フィリピンとの関係強化を狙う各国の外交の舞台にもなりつつある。1月、安倍晋三首相がダバオを訪問。ドゥテルテ氏の自宅で一緒に朝食をとり、蜜月関係をアピールした。3月には中国の汪洋副首相がダバオでドゥテルテ氏と会談。地元メディアによると、中国はダバオで計画されている全長約23キロの高速道路の事業調査を始めることで、フィリピン政府と合意した。さらに市内のモノレール敷設事業や、2,000キロに及ぶミンダナオ鉄道の建設事業にも関心を示す。フィリピン側は日本にも鉄道事業への協力を求めているもようだ。フィリピンとの外交関係がぎくしゃくしている米国も3月末に、ソン・キム駐比大使がダバオでドゥテルテ氏と面会し、経済関係を強化することで合意した。

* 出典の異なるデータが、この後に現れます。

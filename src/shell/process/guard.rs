use std::io::{self, Write};

use nix::errno::Errno;
use nix::sys::signal::{sigprocmask, SigSet, SigmaskHow};
use nix::sys::wait::{waitpid, WaitStatus};
use nix::unistd::{fork, getpid, ForkResult, Pid};

use super::signals;
use crate::shell::error::{Result, ShellError};

/// A forked process, seen from either side of the fork.
///
/// Creating the guard blocks interrupt and suspend signals before forking so
/// a signal cannot land between the fork and the child resetting its
/// dispositions. In the parent the previous mask comes back when the guard
/// is dropped, after the child has been reaped. Copies of the guard that
/// survive into later forks do nothing when dropped there.
#[derive(Debug)]
pub struct ProcessGuard {
    child: Option<Pid>,
    owner: Pid,
    previous: SigSet,
    exit: Option<i32>,
}

impl ProcessGuard {
    pub fn fork() -> Result<ProcessGuard> {
        let _ = io::stdout().flush();
        let _ = io::stderr().flush();

        let mut previous = SigSet::empty();
        sigprocmask(
            SigmaskHow::SIG_BLOCK,
            Some(&signals::guarded()),
            Some(&mut previous),
        )
        .map_err(ShellError::system("sigprocmask"))?;

        let owner = getpid();
        match unsafe { fork() } {
            Ok(ForkResult::Parent { child }) => {
                debug!("forked child {}", child);
                Ok(ProcessGuard {
                    child: Some(child),
                    owner,
                    previous,
                    exit: None,
                })
            }
            Ok(ForkResult::Child) => Ok(ProcessGuard {
                child: None,
                owner,
                previous,
                exit: None,
            }),
            Err(errno) => {
                let _ = sigprocmask(SigmaskHow::SIG_SETMASK, Some(&previous), None);
                Err(ShellError::system("fork")(errno))
            }
        }
    }

    pub fn is_parent(&self) -> bool {
        self.child.is_some() && getpid() == self.owner
    }

    pub fn is_child(&self) -> bool {
        self.child.is_none()
    }

    /// Waits for the child and returns its exit status. Calling it again
    /// returns the recorded status without waiting.
    ///
    /// A child killed by a signal reports `128 + signal`.
    pub fn wait(&mut self) -> Result<i32> {
        if let Some(code) = self.exit {
            return Ok(code);
        }
        let child = match self.child {
            Some(child) if self.is_parent() => child,
            _ => return Err(ShellError::argument("only the parent can wait for a child")),
        };
        loop {
            match waitpid(child, None) {
                Ok(WaitStatus::Exited(_, code)) => {
                    self.exit = Some(code);
                    return Ok(code);
                }
                Ok(WaitStatus::Signaled(_, signal, _)) => {
                    let code = 128 + signal as i32;
                    self.exit = Some(code);
                    return Ok(code);
                }
                Ok(_) | Err(Errno::EINTR) => continue,
                Err(errno) => return Err(ShellError::system("waitpid")(errno)),
            }
        }
    }

    /// Exit status, available once `wait` has succeeded.
    pub fn exit_code(&self) -> Option<i32> {
        self.exit
    }

    /// Default signal dispositions for the child; call before exec.
    pub fn reset_signals(&self) -> Result<()> {
        signals::reset()
    }
}

impl Drop for ProcessGuard {
    fn drop(&mut self) {
        if !self.is_parent() {
            return;
        }
        if self.exit.is_none() {
            if let Err(error) = self.wait() {
                warn!("{}", error);
            }
        }
        let _ = sigprocmask(SigmaskHow::SIG_SETMASK, Some(&self.previous), None);
    }
}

もっとも投資は過熱気味との指摘も出ている。電力供給量は全国規模では経済成長に追いついていないものの、ダバオでは発電所が相次ぎ建設されたため、「足元の供給能力はやや過剰で、解消されるまで数年かかるだろう」(フィリピン電力大手アボイティス・パワーのエラモン・アボイティス最高経営責任者)との声もある。
このように、ダバオを始めとしてミンダナオ島が平和を取り戻して発展することは、フィリピンにとって良いことだと思う。
ただ残念なことに、ミンダナオ島では長年、分離・独立を求めるイスラム系反政府勢力が政府との間で紛争を繰り広げて来て和平に向かっての話し合いが進んでいるが、最近はISに忠誠を誓っているとされる「マウテ・グループ」が活動を活発化。度々軍と衝突し、爆弾テロを起こしている。
そのグループは、今月23日もマラウイ市でマウテと軍、警察が交戦。警察官と兵士の計3人が死亡、12人が負傷した。マウテは病院や市庁舎などを占拠し、教会や刑務所に火を付けた。
このことにより、ドゥテルテ大統領は、「国を守るためには戒厳令が必要だ。(治安回復に)強硬に取り組む」と述べて、期限60日の戒厳令を布告した。戒厳令によりミンダナオ島では令状なしで人を拘束できるようになり、警察、軍に強い権限が与えられる見通し。同島東部にはドゥテルテ氏の地元ダバオ市があり、今後の経済発展を見込む途中であり、同氏は早期の治安回復に向け、反政府勢力の掃討作戦を強硬に進める方針のようだが、それをフィリピンのためと期待したい。